Start of Exercise material
//! lumo-bridge binary: the service backed by the in-memory cloud.
//!
//! SIGUSR2 flips the control channel to `"0"`, asking the edge to stop at
//! its next poll tick. SIGINT/SIGTERM cancel the service directly.

use clap::Parser;
use lumo_bridge::{BridgeConfig, BridgeEnd, BridgeServer, MemoryCloud};
use tokio_util::sync::CancellationToken;

#[derive(Parser, Debug)]
#[command(name = "lumo-bridge", about = "Motion-to-light bridge service", version)]
struct Cli {
    /// Host to bind the listener on.
    #[arg(long, default_value = "127.0.0.1")]
    host: String,

    /// TCP port to listen on.
    #[arg(long, default_value_t = 5500)]
    port: u16,
}

fn init_tracing() {
    let filter = std::env::var("LUMO_LOG")
        .or_else(|_| std::env::var("RUST_LOG"))
        .unwrap_or_else(|_| "info".to_string());
    tracing_subscriber::fmt()
        .with_env_filter(tracing_subscriber::EnvFilter::new(filter))
        .init();
}

#[tokio::main]
async fn main() -> anyhow::Result<()> {
    init_tracing();
    let cli = Cli::parse();

    let cfg = BridgeConfig {
        host: cli.host,
        port: cli.port,
        ..BridgeConfig::default()
    };

    let cloud = MemoryCloud::new();

    #[cfg(unix)]
    spawn_control_flipper(cloud.clone(), cfg.control_channel.clone());

    let cancel = CancellationToken::new();
    let server = BridgeServer::with_cancel(cfg, cloud, cancel.clone());

    tracing::info!("bridge starting");
    let mut run = tokio::spawn(server.run());
    let result = tokio::select! {
        result = &mut run => result,
        _ = shutdown_signal() => {
            tracing::info!("shutdown signal received");
            cancel.cancel();
            (&mut run).await
        }
    };

    match result?? {
        BridgeEnd::Terminated => tracing::info!("session terminated by control channel"),
        BridgeEnd::Disconnected => tracing::info!("edge disconnected, exiting"),
        BridgeEnd::Cancelled => tracing::info!("bridge stopped"),
    }
    Ok(())
}

/// SIGUSR2 writes `"0"` to the control channel, letting a shell play the
/// dashboard button.
#[cfg(unix)]
fn spawn_control_flipper(cloud: MemoryCloud, channel: String) {
    use tokio::signal::unix::{SignalKind, signal};

    tokio::spawn(async move {
        let mut usr2 = match signal(SignalKind::user_defined2()) {
            Ok(s) => s,
            Err(e) => {
                tracing::warn!(error = %e, "failed to register SIGUSR2 handler");
                return;
            }
        };
        while usr2.recv().await.is_some() {
            match cloud.publish(&channel, "0") {
                Ok(()) => tracing::info!(channel = %channel, "control channel flipped to 0"),
                Err(e) => tracing::warn!(error = %e, "control flip failed"),
            }
        }
    });
}

async fn shutdown_signal() {
    let ctrl_c = tokio::signal::ctrl_c();

    #[cfg(unix)]
    {
        use tokio::signal::unix::{SignalKind, signal};
        let mut sigterm = match signal(SignalKind::terminate()) {
            Ok(s) => s,
            Err(e) => {
                tracing::warn!(error = %e, "failed to register SIGTERM handler");
                let _ = ctrl_c.await;
                return;
            }
        };
        tokio::select! {
            _ = ctrl_c => {}
            _ = sigterm.recv() => {}
        }
    }

    #[cfg(not(unix))]
    {
        let _ = ctrl_c.await;
    }
}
End of Exercise material
> _Exercise objective_:
Report how many lines in these entries contain "BridgeEnd". Answer with the number only.

> _Answer_:
4